(DATA begins)

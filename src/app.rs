/// Dashboard controller: terminal lifecycle, run loop, view switching and
/// refresh orchestration

use anyhow::{Context, Result};
use crossterm::{
    event::{self, Event, KeyCode, KeyEvent, KeyModifiers},
    execute,
    terminal::{disable_raw_mode, enable_raw_mode, EnterAlternateScreen, LeaveAlternateScreen},
};
use ratatui::{
    backend::CrosstermBackend,
    layout::{Constraint, Direction, Layout, Rect},
    text::{Line, Span},
    widgets::Paragraph,
    Frame, Terminal,
};
use std::io;
use std::sync::{Arc, Mutex};
use std::time::Duration;

use crate::core::logbuf::{LogBuffer, LogEntry};
use crate::core::source::NodeSource;
use crate::core::status::{refresh_once, NodeStatus};
use crate::keys::{KeyAction, KeyHandle, ShortcutTable};
use crate::screens::{build_views, CommandResult, View, ViewCommand, ViewId};
use crate::theme::Theme;
use crate::utils::group_thousands;

const GLOBAL_SHORTCUTS: &[KeyHandle] = &[
    KeyHandle::new(
        "Channels",
        "Alt+1",
        KeyCode::Char('1'),
        KeyModifiers::ALT,
        KeyAction::SwitchView(ViewId::Channels),
        true,
    ),
    KeyHandle::new(
        "Peers",
        "Alt+2",
        KeyCode::Char('2'),
        KeyModifiers::ALT,
        KeyAction::SwitchView(ViewId::Peers),
        true,
    ),
    KeyHandle::new(
        "Pending chnls",
        "Alt+3",
        KeyCode::Char('3'),
        KeyModifiers::ALT,
        KeyAction::SwitchView(ViewId::PendingChannels),
        true,
    ),
    KeyHandle::new(
        "Payments",
        "Alt+4",
        KeyCode::Char('4'),
        KeyModifiers::ALT,
        KeyAction::SwitchView(ViewId::Payments),
        true,
    ),
    KeyHandle::new(
        "Invoices",
        "Alt+5",
        KeyCode::Char('5'),
        KeyModifiers::ALT,
        KeyAction::SwitchView(ViewId::Invoices),
        true,
    ),
    KeyHandle::new(
        "Wallet txs",
        "Alt+6",
        KeyCode::Char('6'),
        KeyModifiers::ALT,
        KeyAction::SwitchView(ViewId::WalletTxs),
        true,
    ),
    KeyHandle::new(
        "Logs",
        "Alt+7",
        KeyCode::Char('7'),
        KeyModifiers::ALT,
        KeyAction::SwitchView(ViewId::Logs),
        true,
    ),
    KeyHandle::new(
        "Quit",
        "Q",
        KeyCode::Char('q'),
        KeyModifiers::NONE,
        KeyAction::Quit,
        true,
    ),
    KeyHandle::new(
        "Quit",
        "Ctrl+C",
        KeyCode::Char('c'),
        KeyModifiers::CONTROL,
        KeyAction::Quit,
        true,
    ),
];

pub struct App {
    views: Vec<Box<dyn View>>,
    active: ViewId,
    shortcuts: ShortcutTable,
    shared: Arc<Mutex<NodeStatus>>,
    source: Arc<dyn NodeSource>,
    logs: LogBuffer,
    theme: Theme,
    refresh_interval: Duration,
    should_quit: bool,
}

impl App {
    pub fn new(source: Arc<dyn NodeSource>, refresh_secs: u64) -> Result<Self> {
        let active = ViewId::Channels;
        let views = build_views();

        let mut shortcuts = ShortcutTable::new();
        shortcuts
            .register(GLOBAL_SHORTCUTS)
            .context("global shortcut registration")?;
        let initial: Vec<KeyHandle> = views
            .iter()
            .find(|v| v.id() == active)
            .map(|v| v.shortcuts().to_vec())
            .unwrap_or_default();
        shortcuts
            .register(&initial)
            .context("view shortcut registration")?;

        Ok(Self {
            views,
            active,
            shortcuts,
            shared: Arc::new(Mutex::new(NodeStatus::new(active))),
            source,
            logs: LogBuffer::new(),
            theme: Theme::dark(),
            refresh_interval: Duration::from_secs(refresh_secs.max(1)),
            should_quit: false,
        })
    }

    pub fn active_view_id(&self) -> ViewId {
        self.active
    }

    pub fn shortcut_table(&self) -> &ShortcutTable {
        &self.shortcuts
    }

    pub fn log_buffer(&self) -> &LogBuffer {
        &self.logs
    }

    fn active_view_mut(&mut self) -> &mut Box<dyn View> {
        let active = self.active;
        self.views
            .iter_mut()
            .find(|v| v.id() == active)
            .expect("view registry holds every ViewId")
    }

    fn active_view(&self) -> &dyn View {
        self.views
            .iter()
            .find(|v| v.id() == self.active)
            .map(|v| v.as_ref())
            .expect("view registry holds every ViewId")
    }

    /// Fire one refresh in the background without blocking the caller.
    fn spawn_refresh(&self) {
        let source = self.source.clone();
        let shared = self.shared.clone();
        let logs = self.logs.clone();
        tokio::spawn(async move {
            refresh_once(source.as_ref(), &shared, &logs).await;
        });
    }

    /// Switch the active view: swap out the outgoing view's local
    /// shortcuts, swap in the target's, and kick off a refresh for the new
    /// dataset. Runs only on the input thread, so transitions never race.
    pub fn switch_view(&mut self, target: ViewId) -> Result<()> {
        if target == self.active {
            return Ok(());
        }
        let outgoing = self.active_view().shortcuts().to_vec();
        self.shortcuts.unregister(&outgoing);

        self.active = target;
        self.shared.lock().expect("status lock poisoned").active = target;

        let incoming = self.active_view().shortcuts().to_vec();
        self.shortcuts
            .register(&incoming)
            .context("view shortcut registration")?;

        self.spawn_refresh();
        Ok(())
    }

    pub async fn run(&mut self) -> Result<()> {
        enable_raw_mode()?;
        let mut stdout = io::stdout();
        execute!(stdout, EnterAlternateScreen)?;
        let backend = CrosstermBackend::new(stdout);
        let mut terminal = Terminal::new(backend)?;

        // Refresh ticker: runs for the process lifetime, first tick fires
        // immediately for the initial data load.
        let source = self.source.clone();
        let shared = self.shared.clone();
        let logs = self.logs.clone();
        let interval = self.refresh_interval;
        tokio::spawn(async move {
            let mut ticker = tokio::time::interval(interval);
            loop {
                ticker.tick().await;
                refresh_once(source.as_ref(), &shared, &logs).await;
            }
        });

        let result = self.run_loop(&mut terminal).await;

        disable_raw_mode()?;
        execute!(terminal.backend_mut(), LeaveAlternateScreen)?;
        terminal.show_cursor()?;

        result
    }

    async fn run_loop<B: ratatui::backend::Backend>(
        &mut self,
        terminal: &mut Terminal<B>,
    ) -> Result<()> {
        loop {
            self.refresh_view(terminal)?;

            if event::poll(Duration::from_millis(100))? {
                if let Event::Key(key_event) = event::read()? {
                    self.handle_key(key_event).await?;
                }
            }

            if self.should_quit {
                break;
            }
        }
        Ok(())
    }

    /// Redraw the active view against the current snapshot. Safe to call
    /// from both the periodic loop iteration and right after user actions.
    pub fn refresh_view<B: ratatui::backend::Backend>(
        &mut self,
        terminal: &mut Terminal<B>,
    ) -> Result<()> {
        let snapshot = self.shared.lock().expect("status lock poisoned").clone();
        let entries = self.logs.entries();
        terminal.draw(|f| self.render_frame(f, &snapshot, &entries))?;
        Ok(())
    }

    async fn handle_key(&mut self, key_event: KeyEvent) -> Result<()> {
        // An open form captures all input until it completes.
        let view = self.active_view_mut();
        let form_result = view.form_mut().map(|form| form.handle_key(key_event));
        if let Some(result) = form_result {
            if let Some(outcome) = result {
                let cmd = view.on_form_outcome(outcome);
                self.run_command(cmd).await;
            }
            return Ok(());
        }

        let Some(action) = self
            .shortcuts
            .lookup(key_event.code, key_event.modifiers)
        else {
            return Ok(());
        };
        match action {
            KeyAction::Quit => self.should_quit = true,
            KeyAction::SwitchView(target) => self.switch_view(target)?,
            KeyAction::SelectionUp => self.active_view_mut().grid_mut().move_selection_up(),
            KeyAction::SelectionDown => self.active_view_mut().grid_mut().move_selection_down(),
            KeyAction::OpenModal => self.active_view_mut().open_modal(),
        }
        Ok(())
    }

    /// Execute a side effect requested by a view's completed form and hand
    /// the result back to it. Failures go to the log sink.
    async fn run_command(&mut self, cmd: ViewCommand) {
        match cmd {
            ViewCommand::None => {}
            ViewCommand::NewAddress { kind } => {
                match self.source.new_wallet_address(&kind).await {
                    Ok(address) => {
                        self.active_view_mut()
                            .on_command_result(CommandResult::AddressGenerated { kind, address });
                    }
                    Err(e) => self.logs.error(format!("newaddress: {}", e)),
                }
            }
        }
    }

    fn render_frame(&mut self, frame: &mut Frame, status: &NodeStatus, logs: &[LogEntry]) {
        let chunks = Layout::default()
            .direction(Direction::Vertical)
            .constraints([
                Constraint::Length(3),
                Constraint::Min(3),
                Constraint::Length(1),
            ])
            .split(frame.size());

        self.render_header(frame, chunks[0], status);

        let theme = self.theme;
        let active = self.active;
        let view = self
            .views
            .iter_mut()
            .find(|v| v.id() == active)
            .expect("view registry holds every ViewId");
        view.reload(status, logs);
        view.render(frame, chunks[1], &theme);

        self.render_footer(frame, chunks[2]);
    }

    fn render_header(&self, frame: &mut Frame, area: Rect, status: &NodeStatus) {
        let theme = &self.theme;

        let identity = match status.node_info {
            Some(ref info) => Line::from(vec![
                Span::styled(info.alias.clone(), theme.bold),
                Span::styled(format!("  {}", info.identity_pubkey), theme.normal),
                Span::styled(
                    format!(
                        "  height {}  peers {}  {}",
                        group_thousands(info.block_height as i64),
                        info.num_peers,
                        if info.synced_to_chain {
                            "synced"
                        } else {
                            "syncing"
                        }
                    ),
                    theme.highlight,
                ),
            ]),
            None => Line::from(Span::styled("connecting...", theme.highlight)),
        };

        let balance = match status.balance {
            Some(ref bal) => Line::from(Span::styled(
                format!(
                    "balance {} sat  confirmed {}  unconfirmed {}",
                    group_thousands(bal.total_balance),
                    group_thousands(bal.confirmed_balance),
                    group_thousands(bal.unconfirmed_balance)
                ),
                theme.normal,
            )),
            None => Line::from(""),
        };

        let mut tabs: Vec<Span> = Vec::new();
        for (i, id) in ViewId::all().iter().enumerate() {
            let style = if *id == self.active {
                self.theme.grid_selected
            } else {
                self.theme.label_header
            };
            tabs.push(Span::styled(format!(" {}:{} ", i + 1, id.title()), style));
        }

        let lines = vec![identity, balance, Line::from(tabs)];
        frame.render_widget(Paragraph::new(lines).style(theme.normal), area);
    }

    fn render_footer(&self, frame: &mut Frame, area: Rect) {
        let parts: Vec<String> = self
            .shortcuts
            .handles()
            .iter()
            .filter(|h| !h.global)
            .map(|h| format!("{} {}", h.key_text, h.label))
            .chain(std::iter::once("Alt+1..7 views".to_string()))
            .chain(std::iter::once("Q quit".to_string()))
            .collect();
        frame.render_widget(
            Paragraph::new(Line::from(Span::styled(
                parts.join("  |  "),
                self.theme.highlight,
            ))),
            area,
        );
    }
}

(DATA ends)

EXERCISE GOAL: Looking at the entries above, state how many lines contain "Duration"; give the number alone.

RESULT FOR THIS TASK: 4